Cut your cooking time in half with tasty, dietitian approved recipes to get you through your week.

Photo credit: Alyson McPhee via Unsplash

You don’t have to be a slave to the kitchen to have healthy, tasty meals at your fingertips. But you do have to prepare (just once or twice) to have a delicious meal you can serve all week. And you can always make simple change-ups for variety.  For example, a hearty stew can be “repurposed” by serving it up over rice or potatoes; a veggie stir-fry entree can be served as a side.

I’ve gathered up some healthy, tasty recipes that will give you more time during the week to do other things besides cooking. Unless of course you’d rather spend your days in the kitchen. And these are all dietitian-approved! So let’s get started with the Round-up, shall we?!
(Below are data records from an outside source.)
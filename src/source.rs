//! Loading `.ec` source files from disk

use std::fs;
use std::io;
use std::path::{Path, PathBuf};
use thiserror::Error;
use tracing::debug;

/// File extension of electriC sources, compared case-insensitively.
pub const SOURCE_EXTENSION: &str = "ec";

#[derive(Debug, Error)]
pub enum LoadError {
    #[error("unsupported file '{}': expected a .{} file", .path.display(), SOURCE_EXTENSION)]
    UnsupportedExtension { path: PathBuf },

    #[error("failed to read '{}': {source}", .path.display())]
    Io {
        path: PathBuf,
        #[source]
        source: io::Error,
    },
}

/// Read a source file after checking its extension.
pub fn load(path: impl AsRef<Path>) -> Result<String, LoadError> {
    let path = path.as_ref();

    let supported = path
        .extension()
        .and_then(|ext| ext.to_str())
        .is_some_and(|ext| ext.eq_ignore_ascii_case(SOURCE_EXTENSION));
    if !supported {
        return Err(LoadError::UnsupportedExtension {
            path: path.to_path_buf(),
        });
    }

    let source = fs::read_to_string(path).map_err(|source| LoadError::Io {
        path: path.to_path_buf(),
        source,
    })?;

    debug!(path = %path.display(), bytes = source.len(), "loaded source");
    Ok(source)
}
Meatballs and Chicken don’t have to be boring. Check out these simple recipes to lightened your load and bump up the taste.

Eggplant Pesto Meatballs

Tracee Yablon Brenner of Triad to Wellness says her Eggplant Pesto Meatballs are her girl’s favorite! Here, she adds plenty of veggies by serving it up over Zucchini noodles. Want variety?!: These meatballs can also be served up in a roll with some hummus spread, over pasta or rice or even with mashed potatoes. It’s such a bonus that these meatballs have some great veggies packed in! If your serving it up with starch, it’s nice to add in greens like a simple salad or steamed veggies!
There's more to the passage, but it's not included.